6,172 uniformed officers -- about 17% of the police department -- are out sick, according to the source.

“It has been a clearly a difficult time for New York City as a whole. The message is to all New Yorkers that we're all in this together,” NYPD Commissioner Dermot Shea said to CNN’s Jim Sciutto. 

Shea said the NYPD is in “a constant state of planning” to respond to the coronavirus in the city and among officers.

“We are scrambling, but that shouldn’t have a negative connotation. We are able to handle many, many different tasks here. We’re still fighting crime,” Shea said, adding that officers are on patrol, as well as delivering food and calling domestic violence survivors. 

“Right now, we're in good shape in New York City. But the bottom line is anyone that can help will be asked upon to help to keep people safe,” Shea said when asked if state police may provide backup to city police in the future.

9:41 a.m. ET, April 1, 2020

US stocks open lower

From CNN’s Anneken Tappe

US stocks kicked off the second quarter in the red. 

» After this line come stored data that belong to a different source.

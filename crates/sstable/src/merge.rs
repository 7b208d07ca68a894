//! K-way merge over run iterators.
//!
//! Produces records in ascending key order. When the same key appears in
//! several runs, only the version with the **greatest timestamp** is
//! emitted. This is the core primitive for compaction: walk N input runs
//! in sorted order, resolve duplicates by recency, and stream the result
//! into a new run writer.

use std::cmp::Ordering;
use std::collections::BinaryHeap;
use std::sync::Arc;

use record::Record;

use crate::reader::{RunIter, RunReader};
use crate::RunError;

/// One pending record from a source iterator.
///
/// Heap order: smallest key first; for equal keys, greatest timestamp
/// first; for equal `(key, timestamp)`, the lowest source id first. The
/// caller feeds newer runs with lower ids, so their entries win ties.
struct HeapEntry {
    record: Record,
    source: usize,
}

impl PartialEq for HeapEntry {
    fn eq(&self, other: &Self) -> bool {
        self.cmp(other) == Ordering::Equal
    }
}

impl Eq for HeapEntry {}

impl PartialOrd for HeapEntry {
    fn partial_cmp(&self, other: &Self) -> Option<Ordering> {
        Some(self.cmp(other))
    }
}

impl Ord for HeapEntry {
    fn cmp(&self, other: &Self) -> Ordering {
        // BinaryHeap is a max-heap; reverse the key and source comparisons
        // so the "greatest" element is the one we want to pop first.
        other
            .record
            .key()
            .cmp(self.record.key())
            .then_with(|| self.record.timestamp_ms().cmp(&other.record.timestamp_ms()))
            .then_with(|| other.source.cmp(&self.source))
    }
}

/// Merges N sorted run iterators into one ascending, deduplicated stream.
pub struct MergeIterator {
    sources: Vec<RunIter>,
    heap: BinaryHeap<HeapEntry>,
    drop_tombstones: bool,
}

impl MergeIterator {
    /// Opens a forward iterator per reader and seeds the heap.
    ///
    /// `readers` must be ordered newest-first so that ties on
    /// `(key, timestamp)` resolve to the newer run. `drop_tombstones` may
    /// only be `true` when no run outside this merge could still hold a
    /// pre-deletion version of any key; the compaction worker computes
    /// that from the catalog before constructing the merge.
    pub fn new(readers: &[Arc<RunReader>], drop_tombstones: bool) -> Result<Self, RunError> {
        let mut sources = Vec::with_capacity(readers.len());
        let mut heap = BinaryHeap::with_capacity(readers.len());

        for (source, reader) in readers.iter().enumerate() {
            let mut iter = reader.iter(None, None)?;
            if let Some(record) = iter.next_record()? {
                heap.push(HeapEntry { record, source });
            }
            sources.push(iter);
        }

        Ok(Self {
            sources,
            heap,
            drop_tombstones,
        })
    }

    /// Next merged record, or `Ok(None)` when all sources are exhausted.
    pub fn next_entry(&mut self) -> Result<Option<Record>, RunError> {
        loop {
            let top = match self.heap.pop() {
                Some(e) => e,
                None => return Ok(None),
            };
            self.advance(top.source)?;

            // Drain every other version of this key, keeping the newest.
            let mut winner = top.record;
            while let Some(peek) = self.heap.peek() {
                if peek.record.key() != winner.key() {
                    break;
                }
                let dup = self.heap.pop().expect("peeked entry");
                self.advance(dup.source)?;
                if dup.record.supersedes(&winner) {
                    winner = dup.record;
                }
            }

            if self.drop_tombstones && winner.is_tombstone() {
                continue;
            }
            return Ok(Some(winner));
        }
    }

    fn advance(&mut self, source: usize) -> Result<(), RunError> {
        if let Some(record) = self.sources[source].next_record()? {
            self.heap.push(HeapEntry { record, source });
        }
        Ok(())
    }
}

Equities are down across the globe as investors grapple with new White House estimates for how many Americans could die from the coronavirus.

Here's how the markets opened today:

  • The Dow opened 4%, or 870 points, lower
  • The S&P 500 fell 3.7%.
  • The Nasdaq Composite opened down 3.1%.

You can follow live updates of the markets here.

9:41 a.m. ET, April 1, 2020

Projected 100,000 US coronavirus deaths "don’t have to be our reality," Surgeon General says

From CNN Health's Jacqueline Howard

Patrick Semansky/AP
Patrick Semansky/AP

While models show that the coronavirus pandemic could result in some 100,000 to 200,000 deaths in the United States, US Surgeon General Dr. Jerome Adams said on the “Today” show that level of death can be prevented.

"Those numbers don't have to be a reality," Adams told NBC's Savannah Guthrie on Wednesday.

He continued: “Those projections are definitely sobering, but they don’t have to be our reality. If we really do our part — stay at home, social distance — then we can flatten our curve even below those projections, but it really depends on all of us," Adams said. "As surgeon general, I'm going to do my best to get you the information you need. We're going to do our best as the Task Force to make sure the federal support is there, but we need state and we need local people to come together with federal support to make this possible."